Collected data
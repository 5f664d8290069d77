// core/src/services/catalog.rs

//! Collections, products and their reviews.
//!
//! Reads are public. Catalog mutations need the matching model permission;
//! reviews may be posted by anyone but only changed or removed by staff.

use tracing::{info, instrument};

use super::{check_reference, invalid_pk};
use crate::datastore::Datastore;
use crate::error::StoreResult;
use crate::models::{
  Collection, CollectionInput, CollectionPatch, ProductInput, ProductPatch, ProductView, Review, ReviewInput,
  ReviewPatch, User,
};
use crate::permissions::{require_model_permission, Action, Resource};
use crate::query::{Page, ProductQuery};

// --- Collections ---

pub async fn list_collections(ds: &dyn Datastore) -> StoreResult<Vec<Collection>> {
  ds.list_collections().await
}

pub async fn get_collection(ds: &dyn Datastore, id: i64) -> StoreResult<Collection> {
  ds.get_collection(id).await
}

#[instrument(name = "catalog::create_collection", skip(ds, user, input), err(Display))]
pub async fn create_collection(
  ds: &dyn Datastore,
  user: Option<&User>,
  input: &CollectionInput,
) -> StoreResult<Collection> {
  require_model_permission(user, Action::Add, Resource::Collection)?;
  input.validate().into_result()?;
  let collection = ds.create_collection(input).await?;
  info!(collection_id = collection.id, "Collection created.");
  Ok(collection)
}

#[instrument(name = "catalog::update_collection", skip(ds, user, input), err(Display))]
pub async fn update_collection(
  ds: &dyn Datastore,
  user: Option<&User>,
  id: i64,
  input: &CollectionInput,
) -> StoreResult<Collection> {
  require_model_permission(user, Action::Change, Resource::Collection)?;
  input.validate().into_result()?;
  ds.update_collection(id, input).await
}

pub async fn patch_collection(
  ds: &dyn Datastore,
  user: Option<&User>,
  id: i64,
  patch: CollectionPatch,
) -> StoreResult<Collection> {
  require_model_permission(user, Action::Change, Resource::Collection)?;
  let current = ds.get_collection(id).await?;
  let input = patch.apply_to(&current);
  update_collection(ds, user, id, &input).await
}

#[instrument(name = "catalog::delete_collection", skip(ds, user), err(Display))]
pub async fn delete_collection(ds: &dyn Datastore, user: Option<&User>, id: i64) -> StoreResult<()> {
  require_model_permission(user, Action::Delete, Resource::Collection)?;
  ds.delete_collection(id).await?;
  info!(collection_id = id, "Collection deleted.");
  Ok(())
}

// --- Products ---

#[instrument(name = "catalog::list_products", skip(ds, query), fields(limit = query.page.limit, offset = query.page.offset))]
pub async fn list_products(ds: &dyn Datastore, query: &ProductQuery) -> StoreResult<Page<ProductView>> {
  let page = ds.list_products(query).await?;
  Ok(page.map(ProductView::from))
}

pub async fn get_product(ds: &dyn Datastore, id: i64) -> StoreResult<ProductView> {
  ds.get_product(id).await.map(ProductView::from)
}

async fn validate_product(ds: &dyn Datastore, input: &ProductInput) -> StoreResult<()> {
  let mut errors = input.validate();
  check_reference(
    &mut errors,
    "collection_id",
    ds.get_collection(input.collection_id).await,
    || invalid_pk(input.collection_id),
  )?;
  errors.into_result()
}

#[instrument(name = "catalog::create_product", skip(ds, user, input), fields(slug = %input.slug), err(Display))]
pub async fn create_product(ds: &dyn Datastore, user: Option<&User>, input: &ProductInput) -> StoreResult<ProductView> {
  require_model_permission(user, Action::Add, Resource::Product)?;
  validate_product(ds, input).await?;
  let product = ds.create_product(input).await?;
  info!(product_id = product.id, "Product created.");
  Ok(product.into())
}

#[instrument(name = "catalog::update_product", skip(ds, user, input), err(Display))]
pub async fn update_product(
  ds: &dyn Datastore,
  user: Option<&User>,
  id: i64,
  input: &ProductInput,
) -> StoreResult<ProductView> {
  require_model_permission(user, Action::Change, Resource::Product)?;
  // 404 before 400 for an unknown product.
  ds.get_product(id).await?;
  validate_product(ds, input).await?;
  ds.update_product(id, input).await.map(ProductView::from)
}

pub async fn patch_product(
  ds: &dyn Datastore,
  user: Option<&User>,
  id: i64,
  patch: ProductPatch,
) -> StoreResult<ProductView> {
  require_model_permission(user, Action::Change, Resource::Product)?;
  let current = ds.get_product(id).await?;
  let input = patch.apply_to(&current);
  update_product(ds, user, id, &input).await
}

#[instrument(name = "catalog::delete_product", skip(ds, user), err(Display))]
pub async fn delete_product(ds: &dyn Datastore, user: Option<&User>, id: i64) -> StoreResult<()> {
  require_model_permission(user, Action::Delete, Resource::Product)?;
  ds.delete_product(id).await?;
  info!(product_id = id, "Product deleted.");
  Ok(())
}

// --- Reviews ---

pub async fn list_reviews(ds: &dyn Datastore, product_id: i64) -> StoreResult<Vec<Review>> {
  ds.list_reviews(product_id).await
}

pub async fn get_review(ds: &dyn Datastore, product_id: i64, id: i64) -> StoreResult<Review> {
  ds.get_review(product_id, id).await
}

/// Open to anonymous callers.
#[instrument(name = "catalog::create_review", skip(ds, input), err(Display))]
pub async fn create_review(ds: &dyn Datastore, product_id: i64, input: &ReviewInput) -> StoreResult<Review> {
  ds.get_product(product_id).await?;
  input.validate().into_result()?;
  ds.create_review(product_id, input).await
}

#[instrument(name = "catalog::update_review", skip(ds, user, input), err(Display))]
pub async fn update_review(
  ds: &dyn Datastore,
  user: Option<&User>,
  product_id: i64,
  id: i64,
  input: &ReviewInput,
) -> StoreResult<Review> {
  require_model_permission(user, Action::Change, Resource::Review)?;
  input.validate().into_result()?;
  ds.update_review(product_id, id, input).await
}

pub async fn patch_review(
  ds: &dyn Datastore,
  user: Option<&User>,
  product_id: i64,
  id: i64,
  patch: ReviewPatch,
) -> StoreResult<Review> {
  require_model_permission(user, Action::Change, Resource::Review)?;
  let current = ds.get_review(product_id, id).await?;
  let input = patch.apply_to(&current);
  update_review(ds, user, product_id, id, &input).await
}

#[instrument(name = "catalog::delete_review", skip(ds, user), err(Display))]
pub async fn delete_review(ds: &dyn Datastore, user: Option<&User>, product_id: i64, id: i64) -> StoreResult<()> {
  require_model_permission(user, Action::Delete, Resource::Review)?;
  ds.delete_review(product_id, id).await
}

What to produce:
Considering the records above, how many lines hold "ReviewInput"? Please answer with only the number.

The answer:
3